JULY 10, 1975.
THE PEOPLE OF THE STATE OF ILLINOIS, PLAINTIFF-APPELLEE,
MICHAEL CHARLES COOPER, DEFENDANT-APPELLANT.
APPEAL from the Circuit Court of Franklin County; the Hon.
HARRY L. ZIEGLER, Judge, presiding.
MR. JUSTICE EBERSPACHER DELIVERED THE OPINION OF THE COURT:
This is an appeal by the defendant, Michael Charles Cooper, from a judgment of conviction entered by the circuit court of Franklin County on a jury's verdict of guilty to the charge of voluntary manslaughter, a lesser included offense in the murder charged, and the imposition of a sentence of not less than 3 years' nor more than 9 years' imprisonment.
We note at the outset that the defendant's brief on appeal contains a section entitled "Issues Presented for Review," which contains 17 enumerated "issues." Under defendant's section entitled "Points and Authorities," only four "points" are raised. The defendant's argument is not organized into sections dealing with each "issue" or "point." Supreme Court Rule 341(e)(7) (Ill. Rev. Stat. 1973, ch. 110A, par. 341(e)(7)) provides, in part:
"(e) Appellant's Brief. The appellant's brief shall contain the following parts in the order named:
(7) Argument, which shall contain the contentions of the appellant and the reasons therefor, with citation of the authorities and the pages of the record relied on. * * * Points not argued are waived and shall not be raised in the reply brief, in oral argument, or on petition for rehearing."
Since the defendant has seen fit not to argue several of his "issues" we deem such issues waived. For purposes of review we have consolidated those contentions presented in defendant's argument, and hence not waived, into the following:
(1) The defendant was not proven guilty beyond a reasonable doubt of the charge of voluntary manslaughter.

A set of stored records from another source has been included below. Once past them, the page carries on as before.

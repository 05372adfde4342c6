//! Central Configuration Constants
//!
//! Single source of truth for pipeline defaults. To change a default
//! threshold or the ensemble shape, only edit this file.

/// Default latency threshold (milliseconds)
///
/// A call slower than this counts against its bucket's latency component.
/// Override with the `LATENCY_THRESHOLD` environment variable.
pub const DEFAULT_LATENCY_THRESHOLD_MS: f64 = 500.0;

/// Default error-rate threshold (fraction)
///
/// Read from `ERROR_RATE_THRESHOLD`. Carried in [`crate::Config`] for
/// operators to set ahead of time; no scoring formula consumes it yet.
pub const DEFAULT_ERROR_RATE_THRESHOLD: f64 = 0.1;

/// Default analysis window (hours)
pub const DEFAULT_WINDOW_HOURS: u32 = 12;

/// Sentinel service name that disables service filtering
pub const ALL_SERVICES: &str = "All";

// ============================================
// Anomaly ensemble shape
// ============================================

/// Fixed seed for the anomaly ensemble
///
/// Identical input must yield an identical anomaly set across runs and
/// processes, so the ensemble never draws from entropy.
pub const ANOMALY_SEED: u64 = 42;

/// Expected proportion of outliers in the latency distribution
pub const CONTAMINATION: f64 = 0.1;

/// Number of isolation trees in the ensemble
pub const FOREST_SIZE: usize = 100;

/// Per-tree subsample cap
pub const SUBSAMPLE_SIZE: usize = 256;
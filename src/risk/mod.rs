//! Risk Scorer
//!
//! Buckets the cleaned set into calendar hours and scores each bucket from
//! its slow-call, non-success and failed-call fractions.

pub mod rules;

use chrono::{Duration, NaiveDateTime, Timelike};
use serde::{Deserialize, Serialize};

use crate::dataset::CleanRecord;
use self::rules::{DOWNTIME_WEIGHT, ERROR_WEIGHT, LATENCY_WEIGHT, MAX_RISK_SCORE};

/// Composite risk for one hourly window
#[derive(Serialize, Deserialize, Debug, Clone, PartialEq)]
pub struct RiskBucket {
    /// Start of the hour this bucket covers
    pub timestamp: NaiveDateTime,
    /// Composite score in [0, 100]
    pub risk_score: f64,
}

/// Score every hourly bucket between the first and last record, inclusive.
///
/// Buckets align to calendar hour boundaries. Hours inside the span with
/// no records still get a bucket; with nothing to measure, every component
/// fraction counts as 0 and the bucket scores 0. Output is in ascending
/// time order, which downstream charting relies on.
pub fn score(records: &[CleanRecord], latency_threshold_ms: f64) -> Vec<RiskBucket> {
    let Some(first) = records.iter().map(|r| r.timestamp).min() else {
        return Vec::new();
    };
    let last = records.iter().map(|r| r.timestamp).max().unwrap_or(first);

    let end = truncate_to_hour(last);
    let mut hour = truncate_to_hour(first);
    let mut buckets = Vec::new();

    while hour <= end {
        let bucket_end = hour + Duration::hours(1);
        let group: Vec<&CleanRecord> = records
            .iter()
            .filter(|r| r.timestamp >= hour && r.timestamp < bucket_end)
            .collect();

        buckets.push(RiskBucket {
            timestamp: hour,
            risk_score: score_bucket(&group, latency_threshold_ms),
        });
        hour = bucket_end;
    }

    log::info!("Calculated risk scores for {} buckets", buckets.len());
    buckets
}

/// Weighted composite over one bucket, scaled to [0, 100]
fn score_bucket(group: &[&CleanRecord], latency_threshold_ms: f64) -> f64 {
    let slow = fraction(group, |r| r.latency_ms > latency_threshold_ms);
    let success = fraction(group, |r| r.status == "success");
    let failed = fraction(group, |r| r.status == "failed");

    // An empty group has no error rate either, not a 100% one.
    let error_rate = if group.is_empty() { 0.0 } else { 1.0 - success };

    let total = LATENCY_WEIGHT * slow + ERROR_WEIGHT * error_rate + DOWNTIME_WEIGHT * failed;
    (total * 100.0).min(MAX_RISK_SCORE)
}

/// Fraction of the group matching the predicate; 0 for an empty group
fn fraction(group: &[&CleanRecord], predicate: impl Fn(&CleanRecord) -> bool) -> f64 {
    if group.is_empty() {
        return 0.0;
    }
    group.iter().filter(|r| predicate(r)).count() as f64 / group.len() as f64
}

fn truncate_to_hour(ts: NaiveDateTime) -> NaiveDateTime {
    ts.with_minute(0)
        .and_then(|t| t.with_second(0))
        .and_then(|t| t.with_nanosecond(0))
        .unwrap_or(ts)
}

#[cfg(test)]
mod tests {
    use super::*;

    fn ts(raw: &str) -> NaiveDateTime {
        NaiveDateTime::parse_from_str(raw, "%Y-%m-%d %H:%M:%S").unwrap()
    }

    fn clean(raw_ts: &str, status: &str, latency: f64) -> CleanRecord {
        CleanRecord {
            timestamp: ts(raw_ts),
            service: "SMS".to_string(),
            status: status.to_string(),
            latency_ms: latency,
        }
    }

    #[test]
    fn test_empty_input_yields_no_buckets() {
        assert!(score(&[], 500.0).is_empty());
    }

    #[test]
    fn test_healthy_bucket_scores_zero() {
        let records: Vec<CleanRecord> = (0..100)
            .map(|i| clean(&format!("2024-03-01 10:{:02}:{:02}", i / 60, i % 60), "success", 100.0))
            .collect();

        let buckets = score(&records, 500.0);
        assert_eq!(buckets.len(), 1);
        assert_eq!(buckets[0].risk_score, 0.0);
    }

    #[test]
    fn test_all_failed_bucket_scores_sixty() {
        let records: Vec<CleanRecord> = (0..10)
            .map(|i| clean(&format!("2024-03-01 10:0{}:00", i % 10), "failed", 100.0))
            .collect();

        // error 0.4 + downtime 0.2, latency kept below threshold
        let buckets = score(&records, 500.0);
        assert_eq!(buckets.len(), 1);
        assert!((buckets[0].risk_score - 60.0).abs() < 1e-9);
    }

    #[test]
    fn test_mixed_bucket_arithmetic() {
        let records = vec![
            clean("2024-03-01 10:00:00", "success", 100.0),
            clean("2024-03-01 10:10:00", "success", 100.0),
            clean("2024-03-01 10:20:00", "success", 800.0),
            clean("2024-03-01 10:30:00", "failed", 100.0),
        ];

        // slow 1/4 -> 10, error 1/4 -> 10, failed 1/4 -> 5
        let buckets = score(&records, 500.0);
        assert!((buckets[0].risk_score - 25.0).abs() < 1e-9);
    }

    #[test]
    fn test_latency_threshold_is_strict() {
        let records = vec![clean("2024-03-01 10:00:00", "success", 500.0)];

        let buckets = score(&records, 500.0);
        assert_eq!(buckets[0].risk_score, 0.0);
    }

    #[test]
    fn test_empty_hours_inside_span_appear_with_zero() {
        let records = vec![
            clean("2024-03-01 10:30:00", "success", 100.0),
            clean("2024-03-01 12:30:00", "failed", 100.0),
        ];

        let buckets = score(&records, 500.0);
        let times: Vec<NaiveDateTime> = buckets.iter().map(|b| b.timestamp).collect();

        assert_eq!(
            times,
            vec![
                ts("2024-03-01 10:00:00"),
                ts("2024-03-01 11:00:00"),
                ts("2024-03-01 12:00:00"),
            ]
        );
        assert_eq!(buckets[1].risk_score, 0.0);
    }

    #[test]
    fn test_scores_stay_in_bounds() {
        let statuses = ["success", "failed", "unknown", "timeout"];
        let records: Vec<CleanRecord> = (0..80)
            .map(|i| {
                clean(
                    &format!("2024-03-01 {:02}:{:02}:00", 8 + i / 30, (i * 2) % 60),
                    statuses[i % statuses.len()],
                    (i as f64) * 37.0,
                )
            })
            .collect();

        for bucket in score(&records, 500.0) {
            assert!(bucket.risk_score >= 0.0);
            assert!(bucket.risk_score <= 100.0);
        }
    }

    #[test]
    fn test_buckets_span_midnight() {
        let records = vec![
            clean("2024-03-01 23:45:00", "success", 100.0),
            clean("2024-03-02 00:15:00", "failed", 100.0),
        ];

        let buckets = score(&records, 500.0);
        assert_eq!(buckets.len(), 2);
        assert_eq!(buckets[0].timestamp, ts("2024-03-01 23:00:00"));
        assert_eq!(buckets[1].timestamp, ts("2024-03-02 00:00:00"));
    }
}
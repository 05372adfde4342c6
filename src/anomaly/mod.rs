//! Anomaly Detector
//!
//! Fits an isolation forest on the cleaned set's latency values and labels
//! roughly the most isolated 10% as outliers. The seed is fixed, so the
//! same input always yields the same anomaly set.

mod forest;

use chrono::NaiveDateTime;
use serde::{Deserialize, Serialize};

use crate::constants::{ANOMALY_SEED, CONTAMINATION, FOREST_SIZE, SUBSAMPLE_SIZE};
use crate::dataset::CleanRecord;
use self::forest::IsolationForest;

/// A cleaned record flagged by the detector
#[derive(Serialize, Deserialize, Debug, Clone, PartialEq)]
pub struct AnomalyRecord {
    pub timestamp: NaiveDateTime,
    pub service: String,
    pub status: String,
    pub latency_ms: f64,
    /// Decision value; lower is more anomalous, negative means outlier
    pub anomaly_score: f64,
    pub is_anomaly: bool,
}

/// Label latency outliers in the cleaned set.
///
/// Returns only the flagged subset, each record carrying its decision
/// value. An empty input returns an empty vector without fitting anything;
/// a zero-variance input fits fine and flags nothing.
pub fn detect(records: &[CleanRecord]) -> Vec<AnomalyRecord> {
    if records.is_empty() {
        return Vec::new();
    }

    let latencies: Vec<f64> = records.iter().map(|r| r.latency_ms).collect();
    let forest = IsolationForest::fit(&latencies, FOREST_SIZE, SUBSAMPLE_SIZE, ANOMALY_SEED);

    // Decision values follow the usual convention: raw = -s(x), shifted so
    // the contamination quantile sits at zero. Strictly negative = outlier.
    let raw: Vec<f64> = latencies.iter().map(|v| -forest.score(*v)).collect();
    let offset = contamination_offset(&raw, CONTAMINATION);

    let anomalies: Vec<AnomalyRecord> = records
        .iter()
        .zip(&raw)
        .filter_map(|(record, raw_score)| {
            let anomaly_score = raw_score - offset;
            (anomaly_score < 0.0).then(|| AnomalyRecord {
                timestamp: record.timestamp,
                service: record.service.clone(),
                status: record.status.clone(),
                latency_ms: record.latency_ms,
                anomaly_score,
                is_anomaly: true,
            })
        })
        .collect();

    log::info!("Detected {} anomalies", anomalies.len());
    anomalies
}

/// Decision threshold: the raw score at the contamination quantile.
///
/// Points strictly below it are outliers, so at most ~`contamination` of
/// the set gets flagged, and a tie at the threshold (the zero-variance
/// limit) flags nothing.
fn contamination_offset(raw: &[f64], contamination: f64) -> f64 {
    let mut sorted = raw.to_vec();
    sorted.sort_by(|a, b| a.total_cmp(b));

    let idx = (sorted.len() as f64 * contamination).floor() as usize;
    sorted[idx.min(sorted.len() - 1)]
}
//! Filter/Clean Stage
//!
//! Selects a service subset and a trailing time window, then fills the
//! holes: missing latency takes the window mean, missing status becomes
//! "unknown". Status is re-lower-cased here regardless of what the loader
//! did, so the stage is safe to run on data from any source.

use chrono::Duration;

use crate::constants::ALL_SERVICES;
use crate::dataset::{CleanRecord, LogRecord};
use crate::error::PipelineError;

/// Filter to one service and a trailing window, then impute missing values.
///
/// The window is the closed interval `[max(ts) - window_hours, max(ts)]`
/// over the service-filtered records, so the newest record always survives.
/// Losing every record to the service filter is an [`PipelineError::EmptyDataset`]
/// error: it means the caller asked for a service or a window the data does
/// not contain, which must surface distinctly from a processing bug.
///
/// The caller's slice is never mutated; the cleaned vector is the only
/// output.
pub fn process(
    records: &[LogRecord],
    service: &str,
    window_hours: u32,
) -> Result<Vec<CleanRecord>, PipelineError> {
    let selected: Vec<&LogRecord> = records
        .iter()
        .filter(|r| service == ALL_SERVICES || r.service == service)
        .collect();

    let end_time = selected
        .iter()
        .map(|r| r.timestamp)
        .max()
        .ok_or_else(|| PipelineError::EmptyDataset {
            service: service.to_string(),
            window_hours,
        })?;
    let start_time = end_time - Duration::hours(i64::from(window_hours));

    let windowed: Vec<&LogRecord> = selected
        .into_iter()
        .filter(|r| r.timestamp >= start_time && r.timestamp <= end_time)
        .collect();

    // Mean over latencies present in the window, computed before any fill.
    // With no latency present at all the fill value is 0.
    let present: Vec<f64> = windowed.iter().filter_map(|r| r.latency_ms).collect();
    let mean_latency = if present.is_empty() {
        0.0
    } else {
        present.iter().sum::<f64>() / present.len() as f64
    };

    let cleaned: Vec<CleanRecord> = windowed
        .into_iter()
        .map(|r| CleanRecord {
            timestamp: r.timestamp,
            service: r.service.clone(),
            status: r
                .status
                .as_deref()
                .map(str::to_lowercase)
                .unwrap_or_else(|| "unknown".to_string()),
            latency_ms: r.latency_ms.unwrap_or(mean_latency),
        })
        .collect();

    log::info!("Processed {} log entries for {}", cleaned.len(), service);
    Ok(cleaned)
}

(2) The opening statement by the State's Attorney was prejudicial to the defendant.
(3) The defendant was prejudiced by the State's failure to divulge certain evidence which was within the defendant's motion for discovery.
(4) It was reversible error for the State to fail to present evidence establishing the defendant's sanity before resting its case in chief when it had been notified that insanity would be one of the defendant's defenses.
(5) The trial court erred in failing to instruct the jury as to "the lesser included offense" of involuntary manslaughter.
1-3 The defendant's contention that he was not proven guilty beyond a reasonable doubt of the charge of voluntary manslaughter is premised upon the degree of the defendant's intoxication at the time of the offense and his allegation that he was not the aggressor i.e., he acted in self-defense. As we recently stated in People v. Heiple, 29 Ill. App.3d 452, 453, 330 N.E.2d 556, 557.
"* * * voluntary intoxication is no excuse for the perpetration of a criminal act; however, it may be used to negate intent where the intoxication is so extreme as to suspend all reason and make impossible the existence of a mental state which is an element of the crime. [Citations.]"
While the testimony presented on behalf of the defendant regarding the amount of alcohol the defendant had consumed stood unrebutted, since there was a conflict in testimony concerning the degree of the defendant's intoxication at the time of the offense, it was for the jury, as the triers of fact, to determine not only the credibility of the witnesses, but, ultimately, if the defendant's degree of intoxication had advanced to the stage where it suspended all of the defendant's power to reason and made it impossible for the defendant to entertain the requisite mental state required to commit the offense of voluntary manslaughter. (See People v. Heiple, 29 Ill. App.3d 452, 330 N.E.2d 556; People v. Smith, 26 Ill. App.3d 1062, 325 N.E.2d 623.) Under the record before this court we cannot say that the jury's determination that the defendant was not intoxicated to so great a degree was in error.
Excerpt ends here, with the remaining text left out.